- [RECORDS TO PROCESS]
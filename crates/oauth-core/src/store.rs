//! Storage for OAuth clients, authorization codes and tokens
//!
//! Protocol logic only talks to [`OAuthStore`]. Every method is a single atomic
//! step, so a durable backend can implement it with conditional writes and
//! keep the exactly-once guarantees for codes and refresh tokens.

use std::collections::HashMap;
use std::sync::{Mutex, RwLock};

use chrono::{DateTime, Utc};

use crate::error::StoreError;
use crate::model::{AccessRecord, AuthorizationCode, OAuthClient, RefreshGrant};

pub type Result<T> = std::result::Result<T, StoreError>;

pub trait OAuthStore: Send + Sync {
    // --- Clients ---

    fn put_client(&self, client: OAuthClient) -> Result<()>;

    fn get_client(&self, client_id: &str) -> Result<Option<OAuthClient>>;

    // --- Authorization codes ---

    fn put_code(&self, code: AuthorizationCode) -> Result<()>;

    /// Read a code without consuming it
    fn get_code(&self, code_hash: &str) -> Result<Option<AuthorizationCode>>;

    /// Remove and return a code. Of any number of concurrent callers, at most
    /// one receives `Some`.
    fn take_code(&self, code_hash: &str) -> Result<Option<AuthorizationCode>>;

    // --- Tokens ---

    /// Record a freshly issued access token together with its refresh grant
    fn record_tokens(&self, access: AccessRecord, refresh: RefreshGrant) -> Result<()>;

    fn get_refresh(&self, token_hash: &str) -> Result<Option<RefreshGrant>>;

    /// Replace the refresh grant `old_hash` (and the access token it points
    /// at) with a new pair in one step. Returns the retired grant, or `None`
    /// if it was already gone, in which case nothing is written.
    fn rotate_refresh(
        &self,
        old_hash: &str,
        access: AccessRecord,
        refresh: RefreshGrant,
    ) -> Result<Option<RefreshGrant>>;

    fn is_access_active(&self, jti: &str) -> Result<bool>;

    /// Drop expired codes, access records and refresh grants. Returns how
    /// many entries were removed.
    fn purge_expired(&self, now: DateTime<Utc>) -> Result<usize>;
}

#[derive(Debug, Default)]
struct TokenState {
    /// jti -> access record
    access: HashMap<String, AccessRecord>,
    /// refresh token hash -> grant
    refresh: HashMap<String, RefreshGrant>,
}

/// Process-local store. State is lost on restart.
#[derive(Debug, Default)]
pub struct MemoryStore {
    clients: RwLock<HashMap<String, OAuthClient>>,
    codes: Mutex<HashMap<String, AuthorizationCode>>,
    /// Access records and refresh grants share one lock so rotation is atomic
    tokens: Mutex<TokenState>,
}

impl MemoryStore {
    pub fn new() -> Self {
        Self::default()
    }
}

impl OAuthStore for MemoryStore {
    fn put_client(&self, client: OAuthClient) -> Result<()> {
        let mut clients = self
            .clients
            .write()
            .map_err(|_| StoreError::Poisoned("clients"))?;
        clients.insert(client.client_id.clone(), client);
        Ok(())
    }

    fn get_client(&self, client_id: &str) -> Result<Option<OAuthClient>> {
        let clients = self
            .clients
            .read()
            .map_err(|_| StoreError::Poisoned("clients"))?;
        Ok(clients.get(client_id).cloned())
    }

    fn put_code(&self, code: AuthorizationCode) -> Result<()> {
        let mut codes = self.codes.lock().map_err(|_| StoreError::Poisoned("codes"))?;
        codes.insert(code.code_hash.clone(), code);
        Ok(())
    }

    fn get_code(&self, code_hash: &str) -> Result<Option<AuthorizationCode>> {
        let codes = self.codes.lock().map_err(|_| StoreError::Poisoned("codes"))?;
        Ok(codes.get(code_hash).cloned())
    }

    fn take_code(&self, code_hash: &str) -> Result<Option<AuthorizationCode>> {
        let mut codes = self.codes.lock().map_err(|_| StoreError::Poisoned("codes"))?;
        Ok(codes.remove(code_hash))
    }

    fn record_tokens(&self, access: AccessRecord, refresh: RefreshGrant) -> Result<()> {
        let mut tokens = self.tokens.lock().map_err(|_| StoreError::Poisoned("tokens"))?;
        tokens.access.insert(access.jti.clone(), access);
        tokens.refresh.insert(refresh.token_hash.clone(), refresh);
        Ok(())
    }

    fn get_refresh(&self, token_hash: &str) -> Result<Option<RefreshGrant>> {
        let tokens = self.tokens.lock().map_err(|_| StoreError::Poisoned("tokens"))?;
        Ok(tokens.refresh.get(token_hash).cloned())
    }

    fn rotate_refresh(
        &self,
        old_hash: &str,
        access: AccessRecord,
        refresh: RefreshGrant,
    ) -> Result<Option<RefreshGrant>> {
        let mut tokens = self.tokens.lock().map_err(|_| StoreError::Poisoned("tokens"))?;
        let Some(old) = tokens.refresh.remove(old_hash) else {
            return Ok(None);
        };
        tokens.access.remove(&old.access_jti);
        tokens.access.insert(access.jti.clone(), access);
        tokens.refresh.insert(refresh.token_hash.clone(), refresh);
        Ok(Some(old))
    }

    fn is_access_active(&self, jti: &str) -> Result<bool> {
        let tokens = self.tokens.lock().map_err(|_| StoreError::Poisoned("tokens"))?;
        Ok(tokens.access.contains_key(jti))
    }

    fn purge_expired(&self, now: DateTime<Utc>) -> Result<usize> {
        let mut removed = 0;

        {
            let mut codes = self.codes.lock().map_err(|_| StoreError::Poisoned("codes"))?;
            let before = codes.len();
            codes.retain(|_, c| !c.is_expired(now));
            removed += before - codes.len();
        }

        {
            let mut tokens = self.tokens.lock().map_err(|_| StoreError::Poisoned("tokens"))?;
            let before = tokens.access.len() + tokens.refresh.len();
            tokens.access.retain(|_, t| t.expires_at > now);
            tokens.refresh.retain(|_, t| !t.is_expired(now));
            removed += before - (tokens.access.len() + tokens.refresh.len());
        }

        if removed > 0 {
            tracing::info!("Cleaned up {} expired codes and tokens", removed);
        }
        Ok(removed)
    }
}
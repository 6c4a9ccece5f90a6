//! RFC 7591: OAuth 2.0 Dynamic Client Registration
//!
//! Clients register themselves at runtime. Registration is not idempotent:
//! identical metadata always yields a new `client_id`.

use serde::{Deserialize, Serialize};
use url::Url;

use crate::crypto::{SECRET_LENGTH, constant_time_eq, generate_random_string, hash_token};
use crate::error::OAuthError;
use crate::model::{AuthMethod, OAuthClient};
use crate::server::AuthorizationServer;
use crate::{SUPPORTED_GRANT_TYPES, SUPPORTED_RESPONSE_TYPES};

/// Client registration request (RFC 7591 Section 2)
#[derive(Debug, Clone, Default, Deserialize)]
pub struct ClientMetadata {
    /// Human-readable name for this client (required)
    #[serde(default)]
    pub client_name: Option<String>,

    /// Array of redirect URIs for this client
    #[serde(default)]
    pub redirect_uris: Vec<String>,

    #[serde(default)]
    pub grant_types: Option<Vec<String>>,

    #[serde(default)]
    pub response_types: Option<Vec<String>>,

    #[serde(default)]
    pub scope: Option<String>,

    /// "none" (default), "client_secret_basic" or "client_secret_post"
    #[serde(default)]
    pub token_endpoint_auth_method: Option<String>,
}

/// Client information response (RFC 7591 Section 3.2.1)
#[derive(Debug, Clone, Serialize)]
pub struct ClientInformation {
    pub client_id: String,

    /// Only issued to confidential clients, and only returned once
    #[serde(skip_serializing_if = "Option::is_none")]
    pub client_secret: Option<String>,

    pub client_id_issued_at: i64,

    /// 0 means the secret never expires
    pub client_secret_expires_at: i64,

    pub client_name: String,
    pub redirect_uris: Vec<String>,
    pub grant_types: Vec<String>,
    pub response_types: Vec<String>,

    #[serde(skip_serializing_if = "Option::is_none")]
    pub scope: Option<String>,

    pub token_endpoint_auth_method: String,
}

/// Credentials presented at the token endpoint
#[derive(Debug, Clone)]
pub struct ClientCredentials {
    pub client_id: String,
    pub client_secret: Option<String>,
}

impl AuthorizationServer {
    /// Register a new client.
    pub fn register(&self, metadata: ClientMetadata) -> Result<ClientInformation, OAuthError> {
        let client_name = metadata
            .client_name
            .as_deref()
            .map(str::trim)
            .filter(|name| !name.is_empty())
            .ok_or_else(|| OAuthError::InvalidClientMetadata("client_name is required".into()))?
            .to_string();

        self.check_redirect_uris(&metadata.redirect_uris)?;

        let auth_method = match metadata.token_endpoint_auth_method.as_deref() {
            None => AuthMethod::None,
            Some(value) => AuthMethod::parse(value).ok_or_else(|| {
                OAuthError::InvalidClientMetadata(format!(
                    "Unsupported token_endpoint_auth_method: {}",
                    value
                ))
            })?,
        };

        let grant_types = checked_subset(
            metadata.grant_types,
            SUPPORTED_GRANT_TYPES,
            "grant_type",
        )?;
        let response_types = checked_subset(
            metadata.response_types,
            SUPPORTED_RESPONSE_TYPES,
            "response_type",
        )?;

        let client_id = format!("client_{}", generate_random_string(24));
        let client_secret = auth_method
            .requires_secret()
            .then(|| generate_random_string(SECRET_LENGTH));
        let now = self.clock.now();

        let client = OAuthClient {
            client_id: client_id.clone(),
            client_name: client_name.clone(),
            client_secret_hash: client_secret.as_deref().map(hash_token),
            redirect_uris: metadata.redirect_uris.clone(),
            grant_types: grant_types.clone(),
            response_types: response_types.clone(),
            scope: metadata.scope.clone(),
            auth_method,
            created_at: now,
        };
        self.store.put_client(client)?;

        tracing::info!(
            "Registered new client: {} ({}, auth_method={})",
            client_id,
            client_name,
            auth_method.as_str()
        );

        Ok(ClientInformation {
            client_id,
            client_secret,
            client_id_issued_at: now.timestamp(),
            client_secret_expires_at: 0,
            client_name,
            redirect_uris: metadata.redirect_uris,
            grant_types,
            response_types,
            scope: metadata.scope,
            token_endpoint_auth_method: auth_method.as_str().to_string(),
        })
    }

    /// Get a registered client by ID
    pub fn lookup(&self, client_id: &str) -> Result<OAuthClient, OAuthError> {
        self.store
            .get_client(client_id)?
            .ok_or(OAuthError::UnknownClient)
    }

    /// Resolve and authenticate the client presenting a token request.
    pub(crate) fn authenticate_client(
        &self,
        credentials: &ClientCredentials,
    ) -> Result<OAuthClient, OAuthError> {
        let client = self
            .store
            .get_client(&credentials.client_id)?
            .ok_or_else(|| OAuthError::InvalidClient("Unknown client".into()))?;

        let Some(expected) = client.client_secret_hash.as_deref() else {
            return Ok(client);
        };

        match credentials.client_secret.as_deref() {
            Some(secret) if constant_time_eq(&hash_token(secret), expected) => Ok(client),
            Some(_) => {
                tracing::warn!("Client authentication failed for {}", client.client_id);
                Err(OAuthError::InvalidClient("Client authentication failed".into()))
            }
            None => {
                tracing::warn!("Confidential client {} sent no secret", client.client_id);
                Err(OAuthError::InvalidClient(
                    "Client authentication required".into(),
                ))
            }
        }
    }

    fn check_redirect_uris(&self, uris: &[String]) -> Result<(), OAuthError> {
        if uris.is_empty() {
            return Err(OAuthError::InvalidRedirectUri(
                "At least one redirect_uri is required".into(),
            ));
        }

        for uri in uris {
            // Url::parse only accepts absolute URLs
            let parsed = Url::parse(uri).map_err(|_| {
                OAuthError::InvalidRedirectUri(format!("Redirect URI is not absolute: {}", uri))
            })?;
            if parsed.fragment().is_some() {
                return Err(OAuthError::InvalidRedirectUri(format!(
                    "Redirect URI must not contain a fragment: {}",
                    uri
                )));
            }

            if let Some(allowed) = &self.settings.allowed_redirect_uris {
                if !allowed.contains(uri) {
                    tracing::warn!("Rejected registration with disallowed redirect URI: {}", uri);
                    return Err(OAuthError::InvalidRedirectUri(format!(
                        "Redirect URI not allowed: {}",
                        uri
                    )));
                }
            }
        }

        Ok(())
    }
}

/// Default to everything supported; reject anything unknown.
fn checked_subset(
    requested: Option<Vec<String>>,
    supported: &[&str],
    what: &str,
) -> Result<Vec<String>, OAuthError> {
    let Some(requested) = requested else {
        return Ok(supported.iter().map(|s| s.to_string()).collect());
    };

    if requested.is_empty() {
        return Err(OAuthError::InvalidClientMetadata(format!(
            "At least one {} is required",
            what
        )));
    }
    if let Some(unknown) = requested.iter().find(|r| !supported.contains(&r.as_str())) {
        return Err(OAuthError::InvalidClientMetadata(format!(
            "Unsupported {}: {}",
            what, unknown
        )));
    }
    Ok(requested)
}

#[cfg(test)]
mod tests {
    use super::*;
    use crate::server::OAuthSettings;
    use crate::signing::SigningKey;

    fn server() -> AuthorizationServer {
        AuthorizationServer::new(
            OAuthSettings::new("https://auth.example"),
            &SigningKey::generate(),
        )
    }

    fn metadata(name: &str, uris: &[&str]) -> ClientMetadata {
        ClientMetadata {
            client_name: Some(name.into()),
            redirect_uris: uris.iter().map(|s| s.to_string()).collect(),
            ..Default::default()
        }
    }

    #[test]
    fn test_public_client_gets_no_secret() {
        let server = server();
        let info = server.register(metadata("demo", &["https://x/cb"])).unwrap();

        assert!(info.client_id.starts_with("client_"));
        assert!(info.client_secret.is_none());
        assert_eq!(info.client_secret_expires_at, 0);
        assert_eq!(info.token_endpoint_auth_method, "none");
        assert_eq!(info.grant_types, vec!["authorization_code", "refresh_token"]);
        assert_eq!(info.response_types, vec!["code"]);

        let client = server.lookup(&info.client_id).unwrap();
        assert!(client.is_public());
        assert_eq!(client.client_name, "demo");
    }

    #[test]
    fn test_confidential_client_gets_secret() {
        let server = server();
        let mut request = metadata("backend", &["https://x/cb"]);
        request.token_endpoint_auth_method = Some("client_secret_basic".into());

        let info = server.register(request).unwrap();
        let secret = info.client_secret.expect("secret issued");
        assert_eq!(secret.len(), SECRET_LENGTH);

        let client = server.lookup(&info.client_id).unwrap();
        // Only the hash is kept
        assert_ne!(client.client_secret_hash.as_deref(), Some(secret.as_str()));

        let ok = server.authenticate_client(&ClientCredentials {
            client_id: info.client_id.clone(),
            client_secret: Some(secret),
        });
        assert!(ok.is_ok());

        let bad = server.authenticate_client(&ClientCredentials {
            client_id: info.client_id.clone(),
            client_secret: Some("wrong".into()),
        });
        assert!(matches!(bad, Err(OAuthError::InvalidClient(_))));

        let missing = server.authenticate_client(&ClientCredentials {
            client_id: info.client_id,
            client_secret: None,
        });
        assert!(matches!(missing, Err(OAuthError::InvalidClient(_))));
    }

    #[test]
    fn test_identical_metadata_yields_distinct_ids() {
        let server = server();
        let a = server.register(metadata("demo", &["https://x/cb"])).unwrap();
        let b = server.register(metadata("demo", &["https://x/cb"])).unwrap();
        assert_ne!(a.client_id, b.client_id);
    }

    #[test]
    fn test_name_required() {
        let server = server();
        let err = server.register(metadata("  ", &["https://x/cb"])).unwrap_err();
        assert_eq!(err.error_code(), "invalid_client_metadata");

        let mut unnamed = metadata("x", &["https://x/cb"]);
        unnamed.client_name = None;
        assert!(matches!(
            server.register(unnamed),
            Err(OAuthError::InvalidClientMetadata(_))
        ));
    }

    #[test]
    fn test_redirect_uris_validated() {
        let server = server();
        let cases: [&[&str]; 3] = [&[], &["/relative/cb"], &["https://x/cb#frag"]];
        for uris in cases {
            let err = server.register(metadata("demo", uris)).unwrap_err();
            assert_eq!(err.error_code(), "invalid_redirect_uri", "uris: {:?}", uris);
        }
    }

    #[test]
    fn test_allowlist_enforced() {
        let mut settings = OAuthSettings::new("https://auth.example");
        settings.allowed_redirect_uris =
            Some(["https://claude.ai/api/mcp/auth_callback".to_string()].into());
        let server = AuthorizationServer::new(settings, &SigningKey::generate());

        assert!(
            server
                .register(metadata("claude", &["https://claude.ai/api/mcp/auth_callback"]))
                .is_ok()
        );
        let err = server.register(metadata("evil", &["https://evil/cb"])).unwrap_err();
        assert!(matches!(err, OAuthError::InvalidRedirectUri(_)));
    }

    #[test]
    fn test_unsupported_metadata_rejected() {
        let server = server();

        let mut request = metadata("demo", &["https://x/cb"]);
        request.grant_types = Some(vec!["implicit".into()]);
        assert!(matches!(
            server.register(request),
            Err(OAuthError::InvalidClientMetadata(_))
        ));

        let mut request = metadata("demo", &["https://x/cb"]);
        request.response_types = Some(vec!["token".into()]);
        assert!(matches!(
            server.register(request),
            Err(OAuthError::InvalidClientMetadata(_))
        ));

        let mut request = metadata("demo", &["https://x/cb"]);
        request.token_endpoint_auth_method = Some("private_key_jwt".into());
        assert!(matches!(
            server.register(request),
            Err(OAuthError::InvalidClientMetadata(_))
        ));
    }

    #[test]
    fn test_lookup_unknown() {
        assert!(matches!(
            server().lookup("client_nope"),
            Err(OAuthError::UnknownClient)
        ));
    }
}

- [TRY IT] Copy out all the lines of the records that include "cases".

- [TASK OUTPUT]
        let cases: [&[&str]; 3] = [&[], &["/relative/cb"], &["https://x/cb#frag"]];
        for uris in cases {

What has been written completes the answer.